Una especie de conteo regresivo me devolvían los números de cada celda, recordándome con persistencia la cercanía del momento decisivo, un evento de esos que no se presentan más de dos veces en la vida. Creo haberle dejado en el camino a uno de los presos el escapulario y el rosario. Tenerlos no me causaría menos dolor. Por el contrario, me recordaría con mayor oprobio que estaba a punto de violar uno de los Diez Mandamientos, esas reglas elementales con las que se convive desde los primeros años de vida con uso de razón.

Los guardias abrieron las puertas para darme paso al patio, preparado para castigar al prójimo. Pulcra como mi alma, lucía la pared de enfrente. Estaba a punto de mancharla con mi pecado forzado. Todas las miradas se enfocaban en mí, esperando la consumación de la medida prohibida.

En ese momento, se me acercó un soldado, empuñando en sus manos el mortal instrumento. Su sonrisa maliciosa me provocaba la desagradable sensación de estar siendo sondeado hasta lo más profundo de mis sentimientos. Al tener en mis manos el arma, supe que la distancia que me separaba del mal era de tan sólo una descarga de bala. “Una disparadita y te dejamos en paz. Esta es tu oportunidad de hacerte hombre de una buena vez”, me susurró, socarrón, el soldado.

La resignación del condenado era la mía. Sus lágrimas también. Cada gesto entregado suyo, era un lamento mío. Después de todo éramos dos partes de la misma tragedia. Su fin pasaba a convertirse en el fin de mi alma. Aunque, tal vez, él tendría la gracia divina de reencontrarse con la paz post-mortem. En cambio, yo viviré después de esto, volveré a tener la presencia familiar en casa. Sólo la presencia física. La espiritual ya no estará conmigo, ellos serán criaturas casi santas, en tanto que yo seré un ser sin nada bueno que aportar.

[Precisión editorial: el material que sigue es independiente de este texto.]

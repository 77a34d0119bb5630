//! Local network deployment generator
//!
//! Given a roster of participants (validators, then optional archive nodes)
//! and a shared genesis document, this crate assigns every node a virtual
//! network address, a pair of host ports and a bootstrap peer, writes one
//! directory per node (staking credentials, node config, genesis, chain
//! config) and composes a single manifest that runs the whole network.
//!
//! Topology is planned up front from each participant's ordinal, so the node
//! files and the manifest always describe the same network.

pub mod artifacts;
pub mod credentials;
pub mod error;
pub mod layout;
pub mod manifest;
pub mod orchestrator;
pub mod roster;
pub mod topology;

pub use artifacts::{ChainConfigArtifact, NodeArtifactWriter, NodeConfigArtifact, WrittenArtifacts};
pub use credentials::CredentialWriter;
pub use error::{Artifact, ComposeError, ComposeResult};
pub use layout::{ContainerPaths, NodeLayout};
pub use manifest::{Manifest, ManifestBuilder, Service};
pub use orchestrator::{Orchestrator, ParticipantFailure, Phase, RunReport};
pub use roster::{GenesisDocument, Participant, Role, Roster};
pub use topology::{BootstrapPeer, HostPorts, Topology, TopologyFact};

En mi mente se arremolinaban múltiples recuerdos de la despedida. Prometí evitar enfrentamientos, juré oponerme a cualquier salvajismo y aseguré respetar la vida ajena por sobre todas las cosas. Todo ello, así estuviese en el mismísimo frente de batalla. Esas promesas antes de irme en el avión a la zona de conflicto, les dieron ánimo de que seguirían contando con un padre ejemplar. Ahora, todo eso se arruinaría, justo al final de la disputa armada. Me tragaría la amargura del asesinato, pero el hecho de evadir relatarles esa realidad, no haría invisible el peso de todo esto.Apunté a la víctima sin casi verla. Tensión creciente. La decisión era ahora o nunca, debía tomarla ya. Temblaba hasta más no poder, por lo que perdí por completo la perspectiva de las dimensiones y fallé el primer intento.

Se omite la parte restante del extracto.